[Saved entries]
---+---

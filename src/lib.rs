//! # imgtag
//!
//! Scans folders of images, sends each file to one or more cloud
//! image-recognition APIs, merges the returned tags into a per-image
//! score map, and optionally deletes or moves images whose tags match
//! a filter expression.
//!
//! ## Architecture
//! The library is split into a core engine (UI-agnostic) and presentation
//! layers:
//! - `core` - the scan-and-classify pipeline
//! - `events` - event-driven progress reporting (GUI-ready)
//! - `error` - typed error taxonomy

pub mod core;
pub mod error;
pub mod events;

// Re-export commonly used types at the crate root
pub use error::{ImgtagError, Result};

/// Initialize tracing for the library
///
/// This should be called by the application entry point (CLI or GUI)
/// once the verbose flag is known. `RUST_LOG` overrides the default
/// filter either way.
pub fn init_tracing(verbose: bool) {
    let filter = tracing_subscriber::EnvFilter::try_from_default_env()
        .unwrap_or_else(|_| tracing_subscriber::EnvFilter::new(default_log_filter(verbose)));
    let subscriber = tracing_subscriber::fmt()
        .with_env_filter(filter)
        .with_writer(std::io::stderr)
        .finish();
    tracing::subscriber::set_global_default(subscriber)
        .expect("Failed to set global default tracing subscriber");
}

fn default_log_filter(verbose: bool) -> &'static str {
    if verbose {
        "imgtag=debug"
    } else {
        "imgtag=warn"
    }
}

#[cfg(test)]
mod tests {
    use super::*;

    #[test]
    fn verbose_flag_raises_the_default_log_level() {
        assert_eq!(default_log_filter(false), "imgtag=warn");
        assert_eq!(default_log_filter(true), "imgtag=debug");
    }
}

---+---

Work to be completed | Quote exactly and only the lines from the one holding "pub mod core;" through the end of the data.

Result of this exercise |
pub mod core;
pub mod error;
pub mod events;

// Re-export commonly used types at the crate root
pub use error::{ImgtagError, Result};

/// Initialize tracing for the library
///
/// This should be called by the application entry point (CLI or GUI)
/// once the verbose flag is known. `RUST_LOG` overrides the default
/// filter either way.
pub fn init_tracing(verbose: bool) {
    let filter = tracing_subscriber::EnvFilter::try_from_default_env()
        .unwrap_or_else(|_| tracing_subscriber::EnvFilter::new(default_log_filter(verbose)));
    let subscriber = tracing_subscriber::fmt()
        .with_env_filter(filter)
        .with_writer(std::io::stderr)
        .finish();
    tracing::subscriber::set_global_default(subscriber)
        .expect("Failed to set global default tracing subscriber");
}

fn default_log_filter(verbose: bool) -> &'static str {
    if verbose {
        "imgtag=debug"
    } else {
        "imgtag=warn"
    }
}

#[cfg(test)]
mod tests {
    use super::*;

    #[test]
    fn verbose_flag_raises_the_default_log_level() {
        assert_eq!(default_log_filter(false), "imgtag=warn");
        assert_eq!(default_log_filter(true), "imgtag=debug");
    }
}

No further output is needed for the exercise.